De acordo com a socióloga e activista norte-americana Gayle Rubin, apenas uma prática sexual foi inventada no século XX. E mesmo essa já na ida década de 1930 – o eroticismo braquiopróctico (também conhecido como fisting ou fist fucking, a inserção do punho e parte do braço no ânus). Tudo o resto já tinha sido descrito, e certamente praticado, por gente extravagante como Sade, Sacher-Mashoch, para não falar dos loucos Romanos antigos.

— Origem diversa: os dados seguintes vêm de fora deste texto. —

//! Task domain model consumed by the view layer.
//!
//! # Responsibility
//! - Define the task record the caller owns and the view layer reads.
//! - Parse external state strings strictly at the boundary.
//!
//! # Invariants
//! - A `TaskId` is never empty.
//! - A `TaskState` is always exactly one of inbox, pinned or archived.

pub mod task;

Talvez para choque de muitos, o sexo efectivamente não mudou muito em milhares de anos. Toda a gente continua a fornicar como sempre fornicou, mais orgasmo menos orgasmo, mais orifício menos orifício.

Assim sendo, o que podemos esperar que mude em cinco anos? Se é improvável que se inventem novas práticas, o que poderá mudar são os contextos associados ao sexo. E aí não devemos menosprezar o impacto da tecnologia. De facto, algo que os Romanos antigos não faziam era marcar encontros com estranhos através da Internet. O célebre Marquês nunca terá sido confrontado com uma parceira que lhe tenha pedido os resultados do seu último teste para o VIH. E, por muito que algumas raparigas possam ter tentado, é improvável que tenham conseguido provar para lá de qualquer dúvida que Giacomo Casanova era o pai do seu bebé.

Então que novas tecnologias poderão estar disponíveis em cinco anos? Face à incerteza de que a miraculosa vacina para o VIH venha a surgir, mais provável é que outras estratégias preventivas sejam disponibilizadas. Algumas das que se encontram em ensaios clínicos são a profilaxia pré-exposição ou PPrE e os microbicidas. A PPrE é uma espécie de pílula contraceptiva, mas aplicada à prevenção do VIH. Poderá ser utilizada por quem pensa estar frequentemente em risco de contrair o VIH e será tomada de forma mais ou menos contínua para prevenir a infecção.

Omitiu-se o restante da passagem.